Se realizó un etiquetado cuadrúplex. Las muestras de control S1 y S3 fueron etiquetadas con L1 y L3 respectivamente y comparadas con dos muestras experimentales, S2 y S4 marcadas con L2 y L4.No se observó diferencia significativa. El etiquetado isotópico se utilizó para mostrar sustratos en productos in vitro para una proteasa o peptidasa dada.
Aquí se muestra un péptido que no cambia en presencia de la enzima neurolisina. Los péptidos que desaparecen o se reducen en presencia de la enzima son sustratos, mientras que los que aumentan se consideran productos. La figura es un ejemplo de identificación de una secuencia peptídica realizada por un motor de búsqueda de base de datos etiquetado con tres formas diferentes de etiquetas.
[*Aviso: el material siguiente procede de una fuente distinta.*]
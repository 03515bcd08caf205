//! Hierarchical model: ordered layers, covariate updaters and fitted state
//!
//! A [`Model`] is built by chaining calls that consume and return it.
//! [`Model::fit`] borrows the model and hands back a new fitted one, so a
//! model referenced elsewhere is never changed underneath its holder.

mod layer;
mod updater;
mod fitting;

pub use layer::{BalanceFactors, Draw, FittedLayer, Layer, LayerOptions, RecordPredicate, Transformation};
pub use updater::{Anchor, Transform, Updater, UpdaterRegistry};
pub use fitting::{formulas, Formulas};

use log::debug;
use std::fmt;
use std::sync::Arc;

use crate::data::{Dataset, Record, Value};
use crate::error::{Error, Result};
use crate::estimator::Estimator;
use crate::simulation::{SimulationConfig, Simulator};

/// Ordered layers plus updaters over a training dataset
#[derive(Clone)]
pub struct Model {
    layers: Vec<Layer>,
    updaters: UpdaterRegistry,
    training_data: Arc<Dataset>,
    fitted: Option<Arc<Vec<FittedLayer>>>,
}

impl fmt::Debug for Model {
    fn fmt(&self, f: &mut fmt::Formatter<'_>) -> fmt::Result {
        f.debug_struct("Model")
            .field("layers", &self.layers)
            .field("updaters", &self.updaters)
            .field("training_rows", &self.training_data.len())
            .field("fitted", &self.is_fitted())
            .finish()
    }
}

impl Model {
    pub fn new(training_data: Dataset) -> Self {
        Self {
            layers: Vec::new(),
            updaters: UpdaterRegistry::default(),
            training_data: Arc::new(training_data),
            fitted: None,
        }
    }

    /// Append a layer; its name must be unique within the model
    ///
    /// Adding a layer discards any fitted state.
    pub fn add_layer<E>(self, name: &str, estimator: E, options: LayerOptions) -> Result<Self>
    where
        E: Estimator + 'static,
    {
        self.add_shared_layer(name, Arc::new(estimator), options)
    }

    /// Append a layer backed by an estimator shared with other layers or models
    pub fn add_shared_layer(mut self, name: &str, estimator: Arc<dyn Estimator>, options: LayerOptions) -> Result<Self> {
        if self.layer(name).is_some() {
            return Err(Error::configuration(format!("duplicate layer name '{}'", name)));
        }
        if options.balance_by.is_some() && options.transformation != Transformation::Identity {
            return Err(Error::configuration(format!(
                "layer '{}' cannot combine balance correction with a {:?} transformation",
                name, options.transformation
            )));
        }
        if self.fitted.take().is_some() {
            debug!("Adding layer '{}' discards the previous fit", name);
        }
        self.layers.push(Layer::new(name, estimator, options));
        Ok(self)
    }

    /// Register a covariate updater at `anchor`
    pub fn register_updater<F>(mut self, label: &str, transform: F, anchor: Anchor) -> Result<Self>
    where
        F: Fn(Dataset) -> Dataset + Send + Sync + 'static,
    {
        if let Anchor::AfterLayer(layer) = &anchor {
            if self.layer(layer).is_none() {
                return Err(Error::configuration(format!(
                    "updater '{}' is anchored after unknown layer '{}'",
                    label, layer
                )));
            }
        }
        self.updaters.register(Updater::new(label, Arc::new(transform), anchor));
        Ok(self)
    }

    pub fn layers(&self) -> &[Layer] {
        &self.layers
    }

    pub fn layer(&self, name: &str) -> Option<&Layer> {
        self.layers.iter().find(|l| l.name() == name)
    }

    pub fn updaters(&self) -> &UpdaterRegistry {
        &self.updaters
    }

    pub fn training_data(&self) -> &Dataset {
        &self.training_data
    }

    pub fn is_fitted(&self) -> bool {
        self.fitted.is_some()
    }

    pub fn fitted_layer(&self, name: &str) -> Option<&FittedLayer> {
        self.fitted.as_ref()?.iter().find(|f| f.layer() == name)
    }

    /// Expected value of every layer, written in layer order
    ///
    /// Layer columns missing from `data` are added first. Later layers see
    /// the expected values of earlier ones.
    pub fn predict(&self, data: &Dataset) -> Result<Dataset> {
        let pairs = self.fitted_pairs()?;
        let mut out = data.clone();
        for layer in &self.layers {
            out.add_column(layer.name(), Value::Number(0.0));
        }
        for (layer, fitted) in pairs {
            out = layer.generate(Some(fitted), out, &mut Draw::Expected)?.0;
        }
        Ok(out)
    }

    /// Simulate `n_replicates` paths with the default configuration
    pub fn simulate<P>(&self, n_replicates: u32, continuation: P, initial_data: &Dataset) -> Result<Dataset>
    where
        P: Fn(&Record) -> bool + Sync,
    {
        self.simulate_with(&SimulationConfig::default(), n_replicates, continuation, initial_data)
    }

    /// Simulate with an explicit configuration
    pub fn simulate_with<P>(
        &self,
        config: &SimulationConfig,
        n_replicates: u32,
        continuation: P,
        initial_data: &Dataset,
    ) -> Result<Dataset>
    where
        P: Fn(&Record) -> bool + Sync,
    {
        let report = Simulator::new(self, config.clone()).run(n_replicates, continuation, initial_data)?;
        Ok(report.dataset)
    }

    pub(crate) fn fitted_pairs(&self) -> Result<Vec<(&Layer, &FittedLayer)>> {
        fitting::aligned(self)
    }
}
Antes de que se defina, asegúrese de que la muestra esté completamente fría para evitar romper los enlaces peptídicos causados por la acidificación dura. Además, la limpieza de los dispositivos de ultrafiltración es esencial. La espectrometría de masas es un excelente método para cuantificar péptidos entre diferentes condiciones experimentales y para estudios de análisis mediante la identificación de sustratos de peptidasa.